(Saved entries)
>>>>

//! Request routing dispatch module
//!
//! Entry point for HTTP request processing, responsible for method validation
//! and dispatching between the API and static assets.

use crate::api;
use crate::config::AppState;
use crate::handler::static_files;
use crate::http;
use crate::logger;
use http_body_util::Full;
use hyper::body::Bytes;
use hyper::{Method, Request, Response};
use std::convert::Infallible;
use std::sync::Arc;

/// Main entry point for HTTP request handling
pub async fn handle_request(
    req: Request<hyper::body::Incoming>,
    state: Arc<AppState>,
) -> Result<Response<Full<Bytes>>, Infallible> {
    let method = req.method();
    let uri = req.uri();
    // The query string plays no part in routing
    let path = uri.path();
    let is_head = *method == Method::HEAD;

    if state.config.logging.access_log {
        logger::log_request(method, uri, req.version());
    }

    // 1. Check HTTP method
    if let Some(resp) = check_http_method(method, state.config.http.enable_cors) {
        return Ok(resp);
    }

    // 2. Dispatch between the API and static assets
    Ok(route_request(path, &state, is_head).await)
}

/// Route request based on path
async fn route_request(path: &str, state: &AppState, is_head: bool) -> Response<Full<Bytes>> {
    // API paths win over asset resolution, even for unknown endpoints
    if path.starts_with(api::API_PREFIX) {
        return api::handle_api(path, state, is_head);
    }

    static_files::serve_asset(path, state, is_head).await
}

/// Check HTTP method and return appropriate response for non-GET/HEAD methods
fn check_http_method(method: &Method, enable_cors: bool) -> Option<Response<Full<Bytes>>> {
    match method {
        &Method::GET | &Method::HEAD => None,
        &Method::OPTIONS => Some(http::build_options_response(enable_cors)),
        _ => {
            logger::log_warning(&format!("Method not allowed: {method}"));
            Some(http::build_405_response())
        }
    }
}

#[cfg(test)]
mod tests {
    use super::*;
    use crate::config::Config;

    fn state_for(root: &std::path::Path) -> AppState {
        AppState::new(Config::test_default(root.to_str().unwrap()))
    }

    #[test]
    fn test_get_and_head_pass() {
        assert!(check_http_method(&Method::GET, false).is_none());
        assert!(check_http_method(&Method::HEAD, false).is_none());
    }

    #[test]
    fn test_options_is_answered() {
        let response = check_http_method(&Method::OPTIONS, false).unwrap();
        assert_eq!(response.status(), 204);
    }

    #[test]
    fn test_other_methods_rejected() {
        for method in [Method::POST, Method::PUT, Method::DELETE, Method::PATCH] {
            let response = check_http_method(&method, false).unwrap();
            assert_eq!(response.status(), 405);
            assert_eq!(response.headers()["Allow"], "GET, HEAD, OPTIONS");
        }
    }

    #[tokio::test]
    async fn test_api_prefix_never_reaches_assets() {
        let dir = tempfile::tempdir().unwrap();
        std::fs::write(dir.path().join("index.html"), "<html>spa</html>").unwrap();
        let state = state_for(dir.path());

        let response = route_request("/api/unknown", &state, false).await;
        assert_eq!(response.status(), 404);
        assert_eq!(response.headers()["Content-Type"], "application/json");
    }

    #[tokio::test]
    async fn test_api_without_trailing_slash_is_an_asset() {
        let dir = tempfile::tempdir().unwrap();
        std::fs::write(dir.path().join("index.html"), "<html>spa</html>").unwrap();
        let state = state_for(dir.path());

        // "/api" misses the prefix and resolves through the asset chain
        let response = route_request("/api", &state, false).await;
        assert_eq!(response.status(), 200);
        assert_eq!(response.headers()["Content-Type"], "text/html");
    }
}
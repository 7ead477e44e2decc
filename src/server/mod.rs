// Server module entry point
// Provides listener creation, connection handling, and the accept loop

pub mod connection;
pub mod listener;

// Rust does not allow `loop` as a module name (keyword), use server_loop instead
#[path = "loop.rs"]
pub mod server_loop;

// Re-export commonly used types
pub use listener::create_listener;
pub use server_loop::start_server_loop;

<<<<
>>>>

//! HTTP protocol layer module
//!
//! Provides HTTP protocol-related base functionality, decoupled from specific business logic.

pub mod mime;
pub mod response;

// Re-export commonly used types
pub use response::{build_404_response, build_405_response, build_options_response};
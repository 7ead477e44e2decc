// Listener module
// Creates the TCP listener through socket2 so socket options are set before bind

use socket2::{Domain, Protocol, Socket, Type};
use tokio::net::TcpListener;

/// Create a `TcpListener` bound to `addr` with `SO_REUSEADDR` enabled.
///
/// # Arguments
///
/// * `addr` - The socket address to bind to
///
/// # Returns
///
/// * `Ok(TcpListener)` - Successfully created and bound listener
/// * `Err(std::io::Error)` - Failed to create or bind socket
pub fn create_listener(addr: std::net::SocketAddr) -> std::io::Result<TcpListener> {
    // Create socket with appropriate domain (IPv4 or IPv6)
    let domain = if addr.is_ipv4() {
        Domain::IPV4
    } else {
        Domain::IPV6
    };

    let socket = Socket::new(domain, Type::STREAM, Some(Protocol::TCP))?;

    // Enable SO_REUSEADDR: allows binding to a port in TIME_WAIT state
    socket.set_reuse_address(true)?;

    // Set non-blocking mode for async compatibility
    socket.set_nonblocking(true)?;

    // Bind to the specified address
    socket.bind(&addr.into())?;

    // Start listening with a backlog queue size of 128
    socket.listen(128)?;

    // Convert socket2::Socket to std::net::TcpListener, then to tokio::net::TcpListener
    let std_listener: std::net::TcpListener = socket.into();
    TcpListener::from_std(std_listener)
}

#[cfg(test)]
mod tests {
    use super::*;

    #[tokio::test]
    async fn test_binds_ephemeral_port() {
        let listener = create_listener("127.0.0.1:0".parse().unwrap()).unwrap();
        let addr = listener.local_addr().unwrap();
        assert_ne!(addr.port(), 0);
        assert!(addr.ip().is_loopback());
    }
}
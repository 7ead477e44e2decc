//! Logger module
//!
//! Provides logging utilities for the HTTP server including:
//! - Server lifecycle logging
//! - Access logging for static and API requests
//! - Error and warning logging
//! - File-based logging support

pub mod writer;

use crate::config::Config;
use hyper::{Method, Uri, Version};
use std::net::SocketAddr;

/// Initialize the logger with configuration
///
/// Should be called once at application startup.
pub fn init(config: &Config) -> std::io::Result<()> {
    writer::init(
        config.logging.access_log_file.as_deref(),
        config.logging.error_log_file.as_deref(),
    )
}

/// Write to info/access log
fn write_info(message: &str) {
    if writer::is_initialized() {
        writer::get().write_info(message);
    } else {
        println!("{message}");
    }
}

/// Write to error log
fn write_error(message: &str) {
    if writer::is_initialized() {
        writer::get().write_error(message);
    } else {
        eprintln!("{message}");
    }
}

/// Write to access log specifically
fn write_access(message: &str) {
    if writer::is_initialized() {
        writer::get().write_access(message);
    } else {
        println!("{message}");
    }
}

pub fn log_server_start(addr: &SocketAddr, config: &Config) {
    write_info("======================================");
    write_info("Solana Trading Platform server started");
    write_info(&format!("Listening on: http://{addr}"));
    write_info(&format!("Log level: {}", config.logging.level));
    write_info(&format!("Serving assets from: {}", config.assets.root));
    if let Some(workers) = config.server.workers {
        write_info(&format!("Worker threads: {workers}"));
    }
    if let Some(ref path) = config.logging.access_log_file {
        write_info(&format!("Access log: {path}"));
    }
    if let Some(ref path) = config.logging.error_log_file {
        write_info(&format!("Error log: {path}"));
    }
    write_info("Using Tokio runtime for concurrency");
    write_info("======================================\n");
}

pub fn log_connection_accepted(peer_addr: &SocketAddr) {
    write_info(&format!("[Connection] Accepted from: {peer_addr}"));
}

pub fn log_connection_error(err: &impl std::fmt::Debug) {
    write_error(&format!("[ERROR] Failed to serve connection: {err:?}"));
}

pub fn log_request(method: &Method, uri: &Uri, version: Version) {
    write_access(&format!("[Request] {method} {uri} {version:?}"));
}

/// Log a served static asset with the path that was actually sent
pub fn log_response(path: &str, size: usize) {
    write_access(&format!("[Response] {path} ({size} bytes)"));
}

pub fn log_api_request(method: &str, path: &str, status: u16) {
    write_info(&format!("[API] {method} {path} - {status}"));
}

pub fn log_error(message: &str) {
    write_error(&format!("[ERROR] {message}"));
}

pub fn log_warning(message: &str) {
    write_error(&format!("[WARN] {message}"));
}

<<<<

## Task objective
Among the entries above, find the line with "File-based logging support" and the line with "Trading Platform server"; give again exactly these two lines and all lines between them.

## Written response
//! - File-based logging support

pub mod writer;

use crate::config::Config;
use hyper::{Method, Uri, Version};
use std::net::SocketAddr;

/// Initialize the logger with configuration
///
/// Should be called once at application startup.
pub fn init(config: &Config) -> std::io::Result<()> {
    writer::init(
        config.logging.access_log_file.as_deref(),
        config.logging.error_log_file.as_deref(),
    )
}

/// Write to info/access log
fn write_info(message: &str) {
    if writer::is_initialized() {
        writer::get().write_info(message);
    } else {
        println!("{message}");
    }
}

/// Write to error log
fn write_error(message: &str) {
    if writer::is_initialized() {
        writer::get().write_error(message);
    } else {
        eprintln!("{message}");
    }
}

/// Write to access log specifically
fn write_access(message: &str) {
    if writer::is_initialized() {
        writer::get().write_access(message);
    } else {
        println!("{message}");
    }
}

pub fn log_server_start(addr: &SocketAddr, config: &Config) {
    write_info("======================================");
    write_info("Solana Trading Platform server started");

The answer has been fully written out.